■ To do:
Below are the records. List every line holding the word "lang".

Excerpts from a dataset:
+++++
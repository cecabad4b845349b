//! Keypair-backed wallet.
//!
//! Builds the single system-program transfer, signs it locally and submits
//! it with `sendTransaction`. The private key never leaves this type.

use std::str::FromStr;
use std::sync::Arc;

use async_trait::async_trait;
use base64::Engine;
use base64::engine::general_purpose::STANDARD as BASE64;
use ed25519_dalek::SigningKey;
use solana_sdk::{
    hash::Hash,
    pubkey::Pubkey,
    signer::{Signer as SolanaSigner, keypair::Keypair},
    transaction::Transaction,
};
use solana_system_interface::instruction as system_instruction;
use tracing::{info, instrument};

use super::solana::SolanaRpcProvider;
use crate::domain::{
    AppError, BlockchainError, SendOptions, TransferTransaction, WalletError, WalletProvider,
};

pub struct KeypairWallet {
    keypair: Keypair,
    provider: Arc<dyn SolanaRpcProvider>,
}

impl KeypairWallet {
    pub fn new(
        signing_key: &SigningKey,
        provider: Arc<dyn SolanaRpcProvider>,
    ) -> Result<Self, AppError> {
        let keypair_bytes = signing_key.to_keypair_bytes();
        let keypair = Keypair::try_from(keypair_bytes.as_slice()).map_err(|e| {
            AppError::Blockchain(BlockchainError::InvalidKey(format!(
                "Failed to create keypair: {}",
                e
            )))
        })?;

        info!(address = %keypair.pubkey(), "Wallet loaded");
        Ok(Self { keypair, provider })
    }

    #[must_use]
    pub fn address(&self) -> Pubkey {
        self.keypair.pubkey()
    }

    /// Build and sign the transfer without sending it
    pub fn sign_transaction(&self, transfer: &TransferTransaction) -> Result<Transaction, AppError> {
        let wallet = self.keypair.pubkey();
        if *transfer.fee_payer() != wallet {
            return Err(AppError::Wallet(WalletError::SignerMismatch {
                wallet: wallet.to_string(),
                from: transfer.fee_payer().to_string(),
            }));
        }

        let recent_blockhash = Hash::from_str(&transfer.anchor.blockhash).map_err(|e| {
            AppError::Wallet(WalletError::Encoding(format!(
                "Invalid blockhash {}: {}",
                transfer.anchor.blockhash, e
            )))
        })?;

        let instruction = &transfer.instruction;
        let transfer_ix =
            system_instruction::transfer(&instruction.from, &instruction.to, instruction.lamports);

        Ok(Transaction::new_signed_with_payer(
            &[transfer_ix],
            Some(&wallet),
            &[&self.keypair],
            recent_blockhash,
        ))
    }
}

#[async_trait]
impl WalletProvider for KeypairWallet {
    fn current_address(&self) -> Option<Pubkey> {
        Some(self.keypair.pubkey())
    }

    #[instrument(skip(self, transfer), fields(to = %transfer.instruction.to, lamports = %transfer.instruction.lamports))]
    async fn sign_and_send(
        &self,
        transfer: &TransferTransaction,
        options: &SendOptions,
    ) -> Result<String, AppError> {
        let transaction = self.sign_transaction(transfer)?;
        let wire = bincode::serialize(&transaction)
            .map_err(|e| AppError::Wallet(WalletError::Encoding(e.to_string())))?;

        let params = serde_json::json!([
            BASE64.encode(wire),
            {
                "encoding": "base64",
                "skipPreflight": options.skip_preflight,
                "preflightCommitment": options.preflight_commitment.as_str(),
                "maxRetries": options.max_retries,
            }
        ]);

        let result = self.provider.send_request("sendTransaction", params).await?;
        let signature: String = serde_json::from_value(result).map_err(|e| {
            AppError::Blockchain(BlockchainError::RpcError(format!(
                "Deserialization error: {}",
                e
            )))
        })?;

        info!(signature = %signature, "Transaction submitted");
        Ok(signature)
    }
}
+++++
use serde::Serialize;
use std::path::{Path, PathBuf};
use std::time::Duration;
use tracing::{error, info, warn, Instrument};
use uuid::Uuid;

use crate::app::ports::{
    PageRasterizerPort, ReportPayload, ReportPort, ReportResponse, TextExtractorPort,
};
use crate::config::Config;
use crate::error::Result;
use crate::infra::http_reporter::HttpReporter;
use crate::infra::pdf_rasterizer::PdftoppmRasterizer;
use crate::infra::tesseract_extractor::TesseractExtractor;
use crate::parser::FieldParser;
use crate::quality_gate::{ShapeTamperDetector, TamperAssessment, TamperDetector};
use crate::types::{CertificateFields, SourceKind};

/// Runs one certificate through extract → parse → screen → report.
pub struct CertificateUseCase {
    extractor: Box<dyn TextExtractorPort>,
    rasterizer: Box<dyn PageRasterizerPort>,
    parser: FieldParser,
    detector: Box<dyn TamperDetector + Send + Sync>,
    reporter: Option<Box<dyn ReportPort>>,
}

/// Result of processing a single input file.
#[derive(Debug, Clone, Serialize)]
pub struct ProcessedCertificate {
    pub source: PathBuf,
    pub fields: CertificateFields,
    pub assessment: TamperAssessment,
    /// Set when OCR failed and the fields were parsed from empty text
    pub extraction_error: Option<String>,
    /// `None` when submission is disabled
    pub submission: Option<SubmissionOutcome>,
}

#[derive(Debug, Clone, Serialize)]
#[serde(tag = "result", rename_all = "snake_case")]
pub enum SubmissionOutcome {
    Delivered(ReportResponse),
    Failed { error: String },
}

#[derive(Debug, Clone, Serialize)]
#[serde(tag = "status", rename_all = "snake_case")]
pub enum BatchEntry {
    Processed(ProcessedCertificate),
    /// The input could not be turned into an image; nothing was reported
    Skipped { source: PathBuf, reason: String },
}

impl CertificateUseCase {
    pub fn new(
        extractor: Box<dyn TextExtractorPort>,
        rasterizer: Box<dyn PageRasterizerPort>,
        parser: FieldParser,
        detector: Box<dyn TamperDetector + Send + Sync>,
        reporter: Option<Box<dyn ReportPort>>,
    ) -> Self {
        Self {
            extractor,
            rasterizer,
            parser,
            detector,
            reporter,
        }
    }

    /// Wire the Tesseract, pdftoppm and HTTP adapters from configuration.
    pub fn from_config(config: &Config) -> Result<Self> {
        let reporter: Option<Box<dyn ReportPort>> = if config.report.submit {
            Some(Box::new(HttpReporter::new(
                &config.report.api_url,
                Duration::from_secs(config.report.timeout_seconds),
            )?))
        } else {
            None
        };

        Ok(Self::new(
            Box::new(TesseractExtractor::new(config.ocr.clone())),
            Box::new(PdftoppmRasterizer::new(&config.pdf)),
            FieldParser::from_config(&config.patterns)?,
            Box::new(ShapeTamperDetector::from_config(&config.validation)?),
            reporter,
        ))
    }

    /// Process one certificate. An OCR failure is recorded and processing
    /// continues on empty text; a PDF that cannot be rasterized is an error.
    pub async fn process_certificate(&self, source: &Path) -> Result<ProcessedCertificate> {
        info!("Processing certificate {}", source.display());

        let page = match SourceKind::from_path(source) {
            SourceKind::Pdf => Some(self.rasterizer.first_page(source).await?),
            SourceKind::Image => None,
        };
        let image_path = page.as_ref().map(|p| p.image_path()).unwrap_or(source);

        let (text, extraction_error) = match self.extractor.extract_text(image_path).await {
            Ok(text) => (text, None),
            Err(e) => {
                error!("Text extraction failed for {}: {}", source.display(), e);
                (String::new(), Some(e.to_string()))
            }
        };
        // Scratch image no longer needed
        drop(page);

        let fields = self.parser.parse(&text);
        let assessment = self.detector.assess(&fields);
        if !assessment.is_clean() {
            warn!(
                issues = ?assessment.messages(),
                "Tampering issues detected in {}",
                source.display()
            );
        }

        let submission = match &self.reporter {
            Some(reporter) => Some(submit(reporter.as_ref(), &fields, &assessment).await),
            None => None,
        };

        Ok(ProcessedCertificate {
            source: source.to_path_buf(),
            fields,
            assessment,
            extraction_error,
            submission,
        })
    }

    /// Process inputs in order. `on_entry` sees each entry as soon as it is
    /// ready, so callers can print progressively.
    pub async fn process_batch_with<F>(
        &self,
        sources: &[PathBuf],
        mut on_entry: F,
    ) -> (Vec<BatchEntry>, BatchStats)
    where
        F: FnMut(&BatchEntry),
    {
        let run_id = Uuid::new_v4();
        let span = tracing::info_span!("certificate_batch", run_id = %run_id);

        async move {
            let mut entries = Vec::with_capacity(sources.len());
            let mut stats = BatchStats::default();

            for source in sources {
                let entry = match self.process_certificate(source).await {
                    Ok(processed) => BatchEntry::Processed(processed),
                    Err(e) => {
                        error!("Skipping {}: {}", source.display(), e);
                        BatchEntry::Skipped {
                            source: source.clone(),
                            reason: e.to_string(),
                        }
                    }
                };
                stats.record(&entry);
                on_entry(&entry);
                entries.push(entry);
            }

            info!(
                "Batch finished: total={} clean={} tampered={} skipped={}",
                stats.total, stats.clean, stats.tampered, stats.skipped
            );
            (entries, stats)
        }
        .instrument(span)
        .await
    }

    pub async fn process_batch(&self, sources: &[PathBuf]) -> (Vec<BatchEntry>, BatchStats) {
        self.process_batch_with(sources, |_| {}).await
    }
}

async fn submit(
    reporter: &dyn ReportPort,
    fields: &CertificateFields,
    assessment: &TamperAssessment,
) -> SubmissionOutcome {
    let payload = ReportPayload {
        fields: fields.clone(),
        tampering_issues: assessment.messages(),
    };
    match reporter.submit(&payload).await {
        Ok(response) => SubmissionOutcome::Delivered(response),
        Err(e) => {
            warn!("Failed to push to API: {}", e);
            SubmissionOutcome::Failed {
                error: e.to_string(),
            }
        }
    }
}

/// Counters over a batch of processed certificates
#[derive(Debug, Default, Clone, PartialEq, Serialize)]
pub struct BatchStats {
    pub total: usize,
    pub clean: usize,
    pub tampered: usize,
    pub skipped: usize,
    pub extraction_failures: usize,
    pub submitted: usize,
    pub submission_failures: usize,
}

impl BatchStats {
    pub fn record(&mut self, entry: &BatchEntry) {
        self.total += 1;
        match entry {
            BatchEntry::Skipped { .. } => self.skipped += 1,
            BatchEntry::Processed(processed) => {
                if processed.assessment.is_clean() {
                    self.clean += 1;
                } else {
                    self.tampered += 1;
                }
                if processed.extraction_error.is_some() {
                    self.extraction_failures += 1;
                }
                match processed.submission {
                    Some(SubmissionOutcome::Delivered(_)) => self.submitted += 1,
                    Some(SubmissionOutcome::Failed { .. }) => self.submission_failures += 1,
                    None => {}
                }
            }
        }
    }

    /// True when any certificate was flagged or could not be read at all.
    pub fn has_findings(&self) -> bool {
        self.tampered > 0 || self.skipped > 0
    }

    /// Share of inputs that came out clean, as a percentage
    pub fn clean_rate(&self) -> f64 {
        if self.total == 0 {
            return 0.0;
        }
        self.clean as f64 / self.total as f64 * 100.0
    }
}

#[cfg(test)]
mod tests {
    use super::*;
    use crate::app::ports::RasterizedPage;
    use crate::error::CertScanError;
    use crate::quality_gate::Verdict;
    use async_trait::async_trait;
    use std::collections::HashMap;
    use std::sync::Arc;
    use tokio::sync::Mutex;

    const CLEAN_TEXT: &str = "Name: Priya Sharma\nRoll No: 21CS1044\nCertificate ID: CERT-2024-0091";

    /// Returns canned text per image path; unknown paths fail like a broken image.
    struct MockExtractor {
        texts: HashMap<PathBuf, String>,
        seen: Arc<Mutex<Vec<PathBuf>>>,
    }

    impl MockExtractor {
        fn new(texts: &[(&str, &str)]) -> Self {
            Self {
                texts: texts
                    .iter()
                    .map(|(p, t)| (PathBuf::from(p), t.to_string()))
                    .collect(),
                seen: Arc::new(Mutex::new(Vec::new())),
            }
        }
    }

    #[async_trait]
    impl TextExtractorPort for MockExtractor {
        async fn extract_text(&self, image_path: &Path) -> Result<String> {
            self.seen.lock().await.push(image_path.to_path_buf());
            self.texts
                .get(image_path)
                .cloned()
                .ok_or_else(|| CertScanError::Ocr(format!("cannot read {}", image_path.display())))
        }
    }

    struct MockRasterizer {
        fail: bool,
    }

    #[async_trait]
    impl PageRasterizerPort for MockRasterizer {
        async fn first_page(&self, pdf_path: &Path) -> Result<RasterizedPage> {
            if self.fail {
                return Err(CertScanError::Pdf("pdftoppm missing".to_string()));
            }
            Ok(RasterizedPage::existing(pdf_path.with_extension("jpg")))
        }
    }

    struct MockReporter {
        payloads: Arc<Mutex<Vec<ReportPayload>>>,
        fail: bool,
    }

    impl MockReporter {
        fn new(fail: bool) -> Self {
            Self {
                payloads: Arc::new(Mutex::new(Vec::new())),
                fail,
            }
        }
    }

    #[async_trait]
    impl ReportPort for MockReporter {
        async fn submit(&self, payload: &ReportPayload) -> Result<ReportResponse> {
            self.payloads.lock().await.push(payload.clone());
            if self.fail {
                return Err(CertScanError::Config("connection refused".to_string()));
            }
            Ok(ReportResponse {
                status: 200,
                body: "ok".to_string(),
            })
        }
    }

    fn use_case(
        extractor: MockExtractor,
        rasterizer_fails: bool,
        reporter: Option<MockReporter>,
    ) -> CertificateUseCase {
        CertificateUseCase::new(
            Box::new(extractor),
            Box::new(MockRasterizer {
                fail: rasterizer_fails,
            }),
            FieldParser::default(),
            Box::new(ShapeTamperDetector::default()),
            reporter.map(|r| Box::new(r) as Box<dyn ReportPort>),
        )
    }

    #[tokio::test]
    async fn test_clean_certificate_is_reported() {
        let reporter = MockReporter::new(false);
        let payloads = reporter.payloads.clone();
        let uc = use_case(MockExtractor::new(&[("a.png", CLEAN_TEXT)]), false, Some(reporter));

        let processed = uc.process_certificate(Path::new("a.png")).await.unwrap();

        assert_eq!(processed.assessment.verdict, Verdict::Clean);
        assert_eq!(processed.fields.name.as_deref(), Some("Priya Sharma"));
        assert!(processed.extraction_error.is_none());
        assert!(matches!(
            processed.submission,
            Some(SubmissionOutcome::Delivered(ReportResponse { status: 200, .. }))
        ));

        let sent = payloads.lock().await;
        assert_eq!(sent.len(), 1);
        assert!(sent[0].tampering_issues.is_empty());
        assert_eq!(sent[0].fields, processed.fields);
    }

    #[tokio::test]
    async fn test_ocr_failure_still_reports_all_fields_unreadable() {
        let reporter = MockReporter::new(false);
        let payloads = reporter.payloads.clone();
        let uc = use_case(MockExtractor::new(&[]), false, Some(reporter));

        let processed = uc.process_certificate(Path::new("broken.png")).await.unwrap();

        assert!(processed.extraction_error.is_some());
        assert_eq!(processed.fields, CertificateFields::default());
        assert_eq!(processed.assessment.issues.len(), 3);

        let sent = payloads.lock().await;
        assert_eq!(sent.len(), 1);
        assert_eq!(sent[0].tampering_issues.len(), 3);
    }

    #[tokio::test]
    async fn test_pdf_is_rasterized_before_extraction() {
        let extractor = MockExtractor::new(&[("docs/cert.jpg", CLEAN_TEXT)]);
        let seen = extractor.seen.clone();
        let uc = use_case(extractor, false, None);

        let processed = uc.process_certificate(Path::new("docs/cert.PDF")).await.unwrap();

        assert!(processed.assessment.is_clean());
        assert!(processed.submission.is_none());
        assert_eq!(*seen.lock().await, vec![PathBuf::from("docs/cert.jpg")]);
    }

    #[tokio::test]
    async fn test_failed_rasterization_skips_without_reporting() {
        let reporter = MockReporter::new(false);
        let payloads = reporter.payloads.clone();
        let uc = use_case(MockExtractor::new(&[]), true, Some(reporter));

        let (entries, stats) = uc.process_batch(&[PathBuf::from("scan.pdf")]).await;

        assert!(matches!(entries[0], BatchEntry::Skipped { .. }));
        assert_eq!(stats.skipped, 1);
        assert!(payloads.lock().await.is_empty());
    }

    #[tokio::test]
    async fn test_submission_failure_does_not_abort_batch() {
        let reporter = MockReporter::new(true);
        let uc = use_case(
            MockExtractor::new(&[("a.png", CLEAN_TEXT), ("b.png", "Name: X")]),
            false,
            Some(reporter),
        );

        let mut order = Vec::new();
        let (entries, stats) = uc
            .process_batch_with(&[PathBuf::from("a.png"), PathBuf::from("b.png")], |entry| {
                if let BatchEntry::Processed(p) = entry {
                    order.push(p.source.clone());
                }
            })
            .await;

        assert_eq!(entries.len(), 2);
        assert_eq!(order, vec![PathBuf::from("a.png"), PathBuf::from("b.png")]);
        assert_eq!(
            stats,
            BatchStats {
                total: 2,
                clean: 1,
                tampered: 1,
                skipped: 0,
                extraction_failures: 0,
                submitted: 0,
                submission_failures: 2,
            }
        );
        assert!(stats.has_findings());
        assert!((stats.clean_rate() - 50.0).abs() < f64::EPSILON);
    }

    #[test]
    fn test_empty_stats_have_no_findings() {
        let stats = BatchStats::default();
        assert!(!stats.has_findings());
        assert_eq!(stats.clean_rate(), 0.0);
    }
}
+++++
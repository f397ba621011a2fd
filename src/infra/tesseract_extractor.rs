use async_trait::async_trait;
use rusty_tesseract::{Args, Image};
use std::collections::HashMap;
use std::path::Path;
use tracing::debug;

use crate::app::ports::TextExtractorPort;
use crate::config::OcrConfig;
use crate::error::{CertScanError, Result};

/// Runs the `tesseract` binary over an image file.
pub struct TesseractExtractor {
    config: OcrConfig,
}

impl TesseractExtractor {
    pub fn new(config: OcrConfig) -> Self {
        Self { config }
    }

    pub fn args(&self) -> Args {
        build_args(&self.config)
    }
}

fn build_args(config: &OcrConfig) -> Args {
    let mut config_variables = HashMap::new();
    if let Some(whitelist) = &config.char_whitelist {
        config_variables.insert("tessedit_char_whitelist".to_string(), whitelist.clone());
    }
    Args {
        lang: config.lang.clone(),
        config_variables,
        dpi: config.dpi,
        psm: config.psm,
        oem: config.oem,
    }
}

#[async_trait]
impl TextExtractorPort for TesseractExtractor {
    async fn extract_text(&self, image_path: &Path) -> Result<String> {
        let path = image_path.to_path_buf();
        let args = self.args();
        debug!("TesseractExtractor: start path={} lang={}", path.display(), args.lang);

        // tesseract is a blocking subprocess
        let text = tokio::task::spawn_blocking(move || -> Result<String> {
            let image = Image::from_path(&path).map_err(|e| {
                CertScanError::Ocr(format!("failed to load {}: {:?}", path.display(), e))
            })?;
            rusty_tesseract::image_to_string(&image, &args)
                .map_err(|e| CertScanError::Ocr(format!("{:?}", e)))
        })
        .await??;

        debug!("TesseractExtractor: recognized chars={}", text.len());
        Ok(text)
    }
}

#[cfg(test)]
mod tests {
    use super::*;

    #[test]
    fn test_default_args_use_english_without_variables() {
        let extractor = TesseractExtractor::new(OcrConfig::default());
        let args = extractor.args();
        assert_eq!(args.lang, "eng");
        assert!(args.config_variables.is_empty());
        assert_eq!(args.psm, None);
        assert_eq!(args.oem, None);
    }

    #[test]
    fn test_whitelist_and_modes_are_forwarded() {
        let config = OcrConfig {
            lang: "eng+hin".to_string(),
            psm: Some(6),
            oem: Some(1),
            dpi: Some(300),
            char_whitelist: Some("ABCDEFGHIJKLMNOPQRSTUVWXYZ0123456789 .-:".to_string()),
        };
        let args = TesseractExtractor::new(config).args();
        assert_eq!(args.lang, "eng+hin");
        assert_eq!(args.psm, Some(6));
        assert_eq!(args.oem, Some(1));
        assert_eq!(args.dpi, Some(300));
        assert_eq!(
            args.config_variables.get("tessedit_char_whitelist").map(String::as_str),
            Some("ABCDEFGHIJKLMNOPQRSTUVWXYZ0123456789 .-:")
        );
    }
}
+++++
■ Result:
        lang: config.lang.clone(),
        debug!("TesseractExtractor: start path={} lang={}", path.display(), args.lang);
        assert_eq!(args.lang, "eng");
            lang: "eng+hin".to_string(),
        assert_eq!(args.lang, "eng+hin");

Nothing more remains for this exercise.